I don’t know why, but eight months into this parenting adventure I still hesitate to call myself a mom. I clearly am one, but I feel like I haven’t earned the right to use that label yet. For some reason I have this idea in my head that our “momness” can be evaluated on a scale, and I just don’t measure up. It makes absolutely no sense, but here are some of the reasons why.
I feel like less of a mom…
…because I had a c-section. It was an emergency section and probably saved my baby’s life, but I still feel like I cheated. I feel like moms who give birth vaginally, and especially naturally, really earn their stripes. I can’t even count the number of women who tell me that they wish they would have had a c-section, as if it were the easy way out. Maybe that’s why I feel this way. I know that undergoing major surgery wasn’t easy, physically or emotionally, but it still makes me feel like less of a mom.

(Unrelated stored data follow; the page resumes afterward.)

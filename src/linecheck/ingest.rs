use std::sync::Arc;
use tracing::{info, warn};

use crate::store::ReportStore;

/// Validates and records line-check votes.
#[derive(Clone)]
pub struct ReportIngestion {
    store: Arc<dyn ReportStore>,
}

impl ReportIngestion {
    pub fn new(store: Arc<dyn ReportStore>) -> Self {
        Self { store }
    }

    /// Records one vote. Returns the store's result unchanged; an empty
    /// location is a caller bug and is refused with `false`. Never retries.
    #[tracing::instrument(skip(self))]
    pub async fn submit_report(&self, location_name: &str, is_long: bool) -> bool {
        if location_name.trim().is_empty() {
            warn!("Refusing report with empty location");
            return false;
        }

        let ok = self.store.append(location_name, is_long).await;
        if ok {
            info!("Report recorded");
        } else {
            warn!("Report was not recorded");
        }
        ok
    }
}
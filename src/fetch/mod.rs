mod basic;
mod client;
pub mod auth;

pub use basic::BasicClient;
pub use client::HttpClient;

use anyhow::{Context, Result, anyhow};
use reqwest::header::{CONTENT_TYPE, HeaderValue};
use std::sync::Arc;

use crate::config::{Config, FirestoreConfig};
use auth::{ApiKey, UrlParam};

/// POSTs `body` as JSON and decodes the JSON reply.
///
/// Non-success statuses become errors carrying the status and response body.
pub async fn post_json<C: HttpClient + ?Sized>(
    client: &C,
    url: &str,
    body: &serde_json::Value,
) -> Result<serde_json::Value> {
    let mut req = reqwest::Request::new(
        reqwest::Method::POST,
        url.parse().with_context(|| format!("invalid URL '{url}'"))?,
    );
    req.headers_mut()
        .insert(CONTENT_TYPE, HeaderValue::from_static("application/json"));
    *req.body_mut() = Some(serde_json::to_vec(body)?.into());

    let response = client
        .execute(req)
        .await
        .map_err(|e| anyhow!("Failed to send request: {}", e))?;

    if !response.status().is_success() {
        let status = response.status();
        let body = response.text().await.unwrap_or_default();
        return Err(anyhow!("API returned status {}: {}", status, body));
    }

    response
        .json()
        .await
        .map_err(|e| anyhow!("Failed to parse response: {}", e))
}

/// Builds the transport for the remote backend: a [`BasicClient`] with the
/// configured timeouts, wrapped in whichever credentials are set.
pub fn client_from_config(config: &Config, firestore: &FirestoreConfig) -> Result<Arc<dyn HttpClient>> {
    let basic = BasicClient::with_timeouts(config.http_timeout, config.http_connect_timeout)?;

    let client: Arc<dyn HttpClient> = match (&firestore.api_key, &firestore.access_token) {
        (Some(key), Some(token)) => Arc::new(UrlParam::api_key(ApiKey::bearer(basic, token)?, key)),
        (Some(key), None) => Arc::new(UrlParam::api_key(basic, key)),
        (None, Some(token)) => Arc::new(ApiKey::bearer(basic, token)?),
        (None, None) => Arc::new(basic),
    };
    Ok(client)
}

…because I only have one baby. I know that most moms only start out with one, but I feel like I have no right to complain about being tired or busy with only one baby. My mom had twins when I was 18 months old. Now she can probably tell you about being tired and busy. I feel like an amateur compared to moms with two or three or more kids.
…because my baby is so young. I barely know anything about being a mom. My baby’s needs right now are fairly basic. He’s not even mobile. I haven’t yet entered the arenas of tantrums and schoolwork and adolescence. Moms who have been through all that can really see the big picture and know what it truly means to be a parent.
…because I’m going back to work. Out of financial necessity, when my baby is one year old I will be returning to work and he will be in daycare. I’ve heard people ask why someone would have kids if they’re just going to have someone else raise them. I hate to say it, but I don’t totally disagree with that statement. My son’s daycare provider is going to be there for his first steps, his first words, and all sorts of other firsts. I’m going to miss out on so much. It makes me feel like a crappy mom.
…because I’m not breast-feeding. I feel like I’ve beaten this subject to death, so I won’t get into great detail again, but I envy moms who can breast-feed their kids. I feel like they have a connection with their babies that I’ll never have. It makes me feel like less of a woman and definitely less of a mom.
I know that I’m new to motherhood and that obviously I don’t have the experience and perspective that seasoned moms have. I know that it’s not a competition and that I have no one that I need to measure up to, but sometimes it feels that way. I think that I just need to accept myself and my limitations, be thankful for what I do have, and not be afraid to call myself a mom.